▸ **DIRECTIONS FOR THIS TASK**
Would you repeat exactly the part of the listing below that runs from the line containing "T: Send + Sync" down to the line containing "let mut ticker", inclusive, and nothing else?

▸ **DATA RECORDS**
· · · · · · ·
//! Fixed-interval auto-refresh.
//!
//! Fetches may overlap. Each one takes a sequence ticket when it starts, and
//! its result is published only if no newer fetch has already been applied.
//!
//! SPDX-License-Identifier: GPL-3.0-or-later

use std::future::Future;
use std::sync::atomic::{AtomicU64, Ordering};
use std::sync::Arc;
use std::time::Duration;
use tokio::sync::watch;
use tokio::task::{JoinHandle, JoinSet};
use tokio::time::MissedTickBehavior;

#[derive(Debug)]
pub struct Snapshot<T> {
    pub sequence: u64,
    pub value: T,
}

type Slot<T> = Option<Arc<Snapshot<T>>>;

/// Replace `slot` with `snapshot` unless the slot already holds a newer one.
pub fn apply_if_newer<T>(slot: &mut Slot<T>, snapshot: Snapshot<T>) -> bool {
    match slot {
        Some(current) if current.sequence >= snapshot.sequence => false,
        _ => {
            *slot = Some(Arc::new(snapshot));
            true
        }
    }
}

#[derive(Default)]
struct Counters {
    next_ticket: AtomicU64,
    discarded: AtomicU64,
    failed: AtomicU64,
}

pub struct PollHandle<T> {
    updates: watch::Receiver<Slot<T>>,
    counters: Arc<Counters>,
    task: JoinHandle<()>,
}

impl<T> PollHandle<T> {
    pub fn latest(&self) -> Slot<T> {
        self.updates.borrow().clone()
    }

    /// Wait for the next applied snapshot. Errors once the poller is gone.
    pub async fn changed(&mut self) -> Result<Arc<Snapshot<T>>, watch::error::RecvError> {
        loop {
            self.updates.changed().await?;
            if let Some(snapshot) = self.updates.borrow_and_update().clone() {
                return Ok(snapshot);
            }
        }
    }

    /// Responses that arrived after a newer one had been applied.
    pub fn discarded(&self) -> u64 {
        self.counters.discarded.load(Ordering::Relaxed)
    }

    pub fn failed(&self) -> u64 {
        self.counters.failed.load(Ordering::Relaxed)
    }
}

impl<T> Drop for PollHandle<T> {
    fn drop(&mut self) {
        self.task.abort();
    }
}

pub fn spawn_poller<T, F, Fut>(interval: Duration, fetch: F) -> PollHandle<T>
where
    T: Send + Sync + 'static,
    F: Fn() -> Fut + Send + Sync + 'static,
    Fut: Future<Output = anyhow::Result<T>> + Send + 'static,
{
    let (tx, rx) = watch::channel(None);
    let tx = Arc::new(tx);
    let counters = Arc::new(Counters::default());

    let task = {
        let counters = Arc::clone(&counters);
        tokio::spawn(async move {
            let mut ticker = tokio::time::interval(interval);
            ticker.set_missed_tick_behavior(MissedTickBehavior::Delay);
            // Aborting this task drops the set, which aborts fetches still in flight.
            let mut in_flight = JoinSet::new();

            loop {
                tokio::select! {
                    _ = ticker.tick() => {
                        let sequence = counters.next_ticket.fetch_add(1, Ordering::Relaxed) + 1;
                        let pending = fetch();
                        let tx = Arc::clone(&tx);
                        let counters = Arc::clone(&counters);
                        in_flight.spawn(async move {
                            run_fetch(sequence, pending, &tx, &counters).await;
                        });
                    }
                    Some(_) = in_flight.join_next(), if !in_flight.is_empty() => {}
                }
            }
        })
    };

    PollHandle {
        updates: rx,
        counters,
        task,
    }
}

async fn run_fetch<T, Fut>(
    sequence: u64,
    pending: Fut,
    tx: &watch::Sender<Slot<T>>,
    counters: &Counters,
) where
    Fut: Future<Output = anyhow::Result<T>>,
{
    match pending.await {
        Ok(value) => {
            let snapshot = Snapshot { sequence, value };
            // Compare and publish under the channel lock.
            let applied = tx.send_if_modified(|slot| apply_if_newer(slot, snapshot));
            if applied {
                log::debug!("Applied poll #{}", sequence);
            } else {
                counters.discarded.fetch_add(1, Ordering::Relaxed);
                log::debug!("Discarded stale poll #{}", sequence);
            }
        }
        Err(e) => {
            counters.failed.fetch_add(1, Ordering::Relaxed);
            log::warn!("Poll #{} failed: {:#}", sequence, e);
        }
    }
}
· · · · · · ·
▸ **COMPLETED TASK**
    T: Send + Sync + 'static,
    F: Fn() -> Fut + Send + Sync + 'static,
    Fut: Future<Output = anyhow::Result<T>> + Send + 'static,
{
    let (tx, rx) = watch::channel(None);
    let tx = Arc::new(tx);
    let counters = Arc::new(Counters::default());

    let task = {
        let counters = Arc::clone(&counters);
        tokio::spawn(async move {
            let mut ticker = tokio::time::interval(interval);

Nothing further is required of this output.